ミャンマータイムズの記事によると、金額は180両で4億900万米ドルといい、1両あたり日本円にしておよそ2億4000万円だ。新潟トランシス製車両よりもやや安い。

■日本の「鉄道輸出」の未来は?
現地報道によれば、環状線向け車両66両についてもCAF製車両が導入されるようだ。こうなってくると、今後の日本には2つの未来が待ち構えているといえそうだ。

まず1つ目は、日本の重電メーカー+海外車両メーカーという組み合わせが鉄道海外輸出の主流になるという未来である。日本製よりも安く、デザインなどもより柔軟に対応できる。しかも核心部は日本製であるため信頼が持てる。

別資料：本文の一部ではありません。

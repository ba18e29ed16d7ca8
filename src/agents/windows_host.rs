//! Windows service control manager integration.
//!
//! Registration goes through `ServiceManager`, one call per action. A
//! process launched by the SCM hands its main thread to the dispatcher,
//! which runs [`service_main`] and forwards stop and shutdown controls into
//! the same `ControlRequest` channel the console loop uses.

use crate::agents::service_control::{ServiceBackend, absolute_executable};
use crate::agents::service_lifecycle::{ControlRequest, ServiceController, ServiceRunState};
use crate::agents::{DesktopNotifier, UpdateCycleRunner};
use crate::config::Config;
use crate::error::{Result, WingetauError};
use crate::winget::WingetFactory;
use std::ffi::{OsStr, OsString};
use std::path::{Path, PathBuf};
use std::time::Duration;
use tokio::sync::mpsc;
use tracing::{error, info, warn};
use windows_service::service::{
    ServiceAccess, ServiceControl, ServiceControlAccept, ServiceErrorControl, ServiceExitCode,
    ServiceInfo, ServiceStartType, ServiceState, ServiceStatus, ServiceType,
};
use windows_service::service_control_handler::{
    self, ServiceControlHandlerResult, ServiceStatusHandle,
};
use windows_service::service_manager::{ServiceManager, ServiceManagerAccess};
use windows_service::{define_windows_service, service_dispatcher};

/// Own process, allowed to show notifications on the interactive desktop.
const SERVICE_TYPE: ServiceType = ServiceType::OWN_PROCESS.union(ServiceType::INTERACTIVE_PROCESS);

/// `ERROR_FAILED_SERVICE_CONTROLLER_CONNECT`: not started by the SCM.
const NOT_LAUNCHED_BY_SCM: i32 = 1063;

const PENDING_WAIT_HINT: Duration = Duration::from_secs(30);

fn scm_error(action: &str, err: windows_service::Error) -> WingetauError {
    WingetauError::ServiceManager(format!("Failed to {action}: {err}"))
}

/// Service entry managed through the local service control manager.
pub struct ScmBackend {
    service_name: String,
    executable: PathBuf,
}

impl ScmBackend {
    pub fn new<P: AsRef<Path>>(service_name: &str, executable: P) -> Result<Self> {
        Ok(Self {
            service_name: service_name.to_string(),
            executable: absolute_executable(executable.as_ref())?,
        })
    }

    fn manager(access: ServiceManagerAccess) -> Result<ServiceManager> {
        ServiceManager::local_computer(None::<&str>, access)
            .map_err(|e| scm_error("connect to service manager", e))
    }

    fn open(&self, access: ServiceAccess) -> Result<windows_service::service::Service> {
        Self::manager(ServiceManagerAccess::CONNECT)?
            .open_service(&self.service_name, access)
            .map_err(|e| scm_error(&format!("open service {}", self.service_name), e))
    }

    fn service_info(&self) -> ServiceInfo {
        ServiceInfo {
            name: OsString::from(&self.service_name),
            display_name: OsString::from(&self.service_name),
            service_type: SERVICE_TYPE,
            start_type: ServiceStartType::AutoStart,
            error_control: ServiceErrorControl::Normal,
            executable_path: self.executable.clone(),
            launch_arguments: vec![OsString::from("runservice")],
            dependencies: Vec::new(),
            // LocalSystem
            account_name: None,
            account_password: None,
        }
    }
}

impl ServiceBackend for ScmBackend {
    fn register(&self) -> Result<()> {
        let manager =
            Self::manager(ServiceManagerAccess::CONNECT | ServiceManagerAccess::CREATE_SERVICE)?;
        let service = manager
            .create_service(&self.service_info(), ServiceAccess::CHANGE_CONFIG)
            .map_err(|e| scm_error("create service", e))?;
        service
            .set_description("Checks for and applies WinGet package upgrades")
            .map_err(|e| scm_error("set service description", e))
    }

    fn unregister(&self) -> Result<()> {
        self.open(ServiceAccess::DELETE)?
            .delete()
            .map_err(|e| scm_error("delete service", e))
    }

    fn start(&self) -> Result<()> {
        self.open(ServiceAccess::START)?
            .start::<&OsStr>(&[])
            .map_err(|e| scm_error("start service", e))
    }

    fn stop(&self) -> Result<()> {
        let status = self
            .open(ServiceAccess::STOP)?
            .stop()
            .map_err(|e| scm_error("stop service", e))?;
        info!("Service stop requested (state: {:?})", status.current_state);
        Ok(())
    }
}

define_windows_service!(ffi_service_main, service_main);

/// Run under the service dispatcher when launched by the SCM.
///
/// Returns `Ok(false)` without doing anything when the process was started
/// from a console, so the caller can fall back to the console loop.
pub fn dispatch(service_name: &str) -> Result<bool> {
    match service_dispatcher::start(service_name, ffi_service_main) {
        Ok(()) => Ok(true),
        Err(windows_service::Error::Winapi(e)) if e.raw_os_error() == Some(NOT_LAUNCHED_BY_SCM) => {
            Ok(false)
        }
        Err(e) => Err(scm_error("start service dispatcher", e)),
    }
}

fn service_main(_arguments: Vec<OsString>) {
    // Logging is already up; startup warnings were reported by `main`
    let config = Config::load();
    if let Err(err) = run_service(&config) {
        error!("Service failed: {err}");
    }
}

fn run_service(config: &Config) -> Result<()> {
    let (tx, rx) = mpsc::unbounded_channel();
    let status = service_control_handler::register(&config.service_name, move |control| {
        forward_control(&tx, control)
    })
    .map_err(|e| scm_error("register control handler", e))?;

    let result = run_controller(config, status, rx);

    let exit_code = if result.is_ok() { 0 } else { 1 };
    set_status(status, ServiceState::Stopped, ServiceExitCode::Win32(exit_code));
    result
}

fn run_controller(
    config: &Config,
    status: ServiceStatusHandle,
    rx: mpsc::UnboundedReceiver<ControlRequest>,
) -> Result<()> {
    let runtime = tokio::runtime::Builder::new_current_thread()
        .enable_all()
        .build()?;

    let factory = WingetFactory::new(config);
    let notifier = DesktopNotifier;
    let runner = UpdateCycleRunner::new(config, &factory, &notifier);
    let mut controller = ServiceController::new(runner, config.check_interval)
        .on_transition(move |state| report_state(status, state));

    let cycles = runtime.block_on(controller.run(rx));
    info!("Service stopped after {cycles} update cycle(s)");
    Ok(())
}

fn forward_control(
    tx: &mpsc::UnboundedSender<ControlRequest>,
    control: ServiceControl,
) -> ServiceControlHandlerResult {
    let request = match control {
        ServiceControl::Interrogate => return ServiceControlHandlerResult::NoError,
        ServiceControl::Stop => ControlRequest::Stop,
        ServiceControl::Shutdown => ControlRequest::Shutdown,
        other => ControlRequest::Other(format!("{other:?}")),
    };
    let handled = !matches!(request, ControlRequest::Other(_));
    // The loop may already be gone during shutdown
    let _ = tx.send(request);
    if handled {
        ServiceControlHandlerResult::NoError
    } else {
        ServiceControlHandlerResult::NotImplemented
    }
}

fn report_state(status: ServiceStatusHandle, state: ServiceRunState) {
    let scm_state = match state {
        ServiceRunState::Starting => ServiceState::StartPending,
        ServiceRunState::Running => ServiceState::Running,
        ServiceRunState::StopPending => ServiceState::StopPending,
    };
    set_status(status, scm_state, ServiceExitCode::Win32(0));
}

fn set_status(status: ServiceStatusHandle, state: ServiceState, exit_code: ServiceExitCode) {
    let (controls_accepted, wait_hint) = match state {
        ServiceState::Running => (
            ServiceControlAccept::STOP | ServiceControlAccept::SHUTDOWN,
            Duration::default(),
        ),
        ServiceState::StartPending | ServiceState::StopPending => {
            (ServiceControlAccept::empty(), PENDING_WAIT_HINT)
        }
        _ => (ServiceControlAccept::empty(), Duration::default()),
    };

    let next = ServiceStatus {
        service_type: SERVICE_TYPE,
        current_state: state,
        controls_accepted,
        exit_code,
        checkpoint: 0,
        wait_hint,
        process_id: None,
    };
    if let Err(err) = status.set_service_status(next) {
        warn!("Failed to report {state:?} to the service manager: {err}");
    }
}

#[cfg(test)]
mod tests {
    use super::*;

    #[test]
    fn stop_and_shutdown_reach_the_controller() {
        let (tx, mut rx) = mpsc::unbounded_channel();

        let result = forward_control(&tx, ServiceControl::Stop);
        assert_eq!(result, ServiceControlHandlerResult::NoError);
        assert_eq!(rx.try_recv().unwrap(), ControlRequest::Stop);

        forward_control(&tx, ServiceControl::Shutdown);
        assert_eq!(rx.try_recv().unwrap(), ControlRequest::Shutdown);
    }

    #[test]
    fn interrogate_is_answered_without_a_request() {
        let (tx, mut rx) = mpsc::unbounded_channel();
        let result = forward_control(&tx, ServiceControl::Interrogate);
        assert_eq!(result, ServiceControlHandlerResult::NoError);
        assert!(rx.try_recv().is_err());
    }

    #[test]
    fn unknown_controls_are_forwarded_and_refused() {
        let (tx, mut rx) = mpsc::unbounded_channel();
        let result = forward_control(&tx, ServiceControl::Pause);
        assert_eq!(result, ServiceControlHandlerResult::NotImplemented);
        assert!(matches!(rx.try_recv().unwrap(), ControlRequest::Other(_)));
    }

    #[test]
    fn service_launches_in_service_mode() {
        let backend = ScmBackend::new("Winget-AutoUpdate", r"C:\Tools\wingetau.exe").unwrap();
        let info = backend.service_info();
        assert_eq!(info.launch_arguments, vec![OsString::from("runservice")]);
        assert_eq!(info.start_type, ServiceStartType::AutoStart);
        assert!(info.account_name.is_none());
    }
}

日本政府の言う「官民一体」に当たらないだけで、現にこのような組み合わせの車両輸出は多い。円借款案件でもデリーメトロや北京地下鉄、武漢都市鉄道、マニラLRT2号線などがそうだ。当時「本邦技術活用条件(STEP)適用案件」という枠組みがなく、政府間契約において日本メーカーが全く海外メーカーに太刀打ちできなかったというのが正しいわけだが、これらの反省から、近年の鉄道案件は基本的に日本タイドとなった。

それが、いつの間にやら安倍政権の下「オールジャパン」などと掲げられるようになった。

ミャンマー向け車両受注では、すでにJR東日本・JR北海道向けに、類似した仕様の電気式気動車を量産している川崎重工が大本命と関係者の誰しもが予想していた。しかし同社は応札しなかった。

ほかに電気式気動車を製造する可能性があるメーカーとしては日本車輛製造、日立製作所なども挙げられるが、前者はアメリカ、そしてインドネシア案件で大幅な損失を出しており、当分海外案件には手を出さないだろうというのがもっぱらの噂である。車両輸出に積極的な後者は、タイのバンコクレッドライン、ベトナムのホーチミンメトロと円借款案件を抱えており手いっぱいだ。

その結果、海外案件から最も遠いと思われていた新潟トランシスが受注したわけであるが、フェーズⅡには繋がらなかった。

このような状況を反映してか、2018年には「円借款・本邦技術活用条件(STEP)の制度改善」が実施されており、入札不調の場合などの「原産地ルール」がやや緩和されている。日本製品が使用されていれば、どこで組み立てられようが構わないのである。つまり、「オールジャパンの鉄道輸出」など、実態の伴わない幻影になってゆく可能性が高い。